Set every line of the listing down again, keeping it identical.

**PROVIDED INFORMATION**

· · · · ·

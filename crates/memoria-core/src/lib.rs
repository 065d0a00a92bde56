//! # Memoria Core
//!
//! Local hybrid retrieval engine for short captured text: notes, OCR and
//! accessibility captures, summaries, journal entries and todos.
//!
//! Items are indexed for exact-term (BM25) and meaning-based (embedding)
//! retrieval and queried by keyword, semantic, or fused hybrid ranking. The
//! embedding model and the durable store are supplied by the application
//! through the [`embedding::EmbeddingProvider`] and [`storage::Corpus`] traits.
//!
//! ## Modules
//!
//! - [`search`] - Tokenizer, BM25 index, similarity, fusion and the [`HybridIndex`](search::HybridIndex)
//! - [`storage`] - Corpus trait with in-memory and redb implementations
//! - [`embedding`] - Embedding provider trait
//! - [`config`] - Ranking constants and runtime configuration
//! - [`error`] - Error types for embedding and index operations
//! - [`metrics`] - Rolling latency buffers
//!
//! ## Logging
//!
//! Uses [`tracing`] throughout. No subscriber is installed; the host
//! application chooses one.

pub mod config;
pub mod embedding;
pub mod error;
pub mod metrics;
pub mod search;
pub mod storage;

pub use config::HybridConfig;
pub use error::{EmbeddingError, IndexError};
pub use search::{HybridIndex, MemoryId, MemoryItem, MemorySource, SearchResult};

· · · · ·

**REPLY**
filename crates/memoria-core/src/lib.rs
repository 065d0a00a92bde56
//! # Memoria Core
//!
//! Local hybrid retrieval engine for short captured text: notes, OCR and
//! accessibility captures, summaries, journal entries and todos.
//!
//! Items are indexed for exact-term (BM25) and meaning-based (embedding)
//! retrieval and queried by keyword, semantic, or fused hybrid ranking. The
//! embedding model and the durable store are supplied by the application
//! through the [`embedding::EmbeddingProvider`] and [`storage::Corpus`] traits.
//!
//! ## Modules
//!
//! - [`search`] - Tokenizer, BM25 index, similarity, fusion and the [`HybridIndex`](search::HybridIndex)
//! - [`storage`] - Corpus trait with in-memory and redb implementations
//! - [`embedding`] - Embedding provider trait
//! - [`config`] - Ranking constants and runtime configuration
//! - [`error`] - Error types for embedding and index operations
//! - [`metrics`] - Rolling latency buffers
//!
//! ## Logging
//!
//! Uses [`tracing`] throughout. No subscriber is installed; the host
//! application chooses one.

pub mod config;
pub mod embedding;
pub mod error;
pub mod metrics;
pub mod search;
pub mod storage;

pub use config::HybridConfig;
pub use error::{EmbeddingError, IndexError};
pub use search::{HybridIndex, MemoryId, MemoryItem, MemorySource, SearchResult};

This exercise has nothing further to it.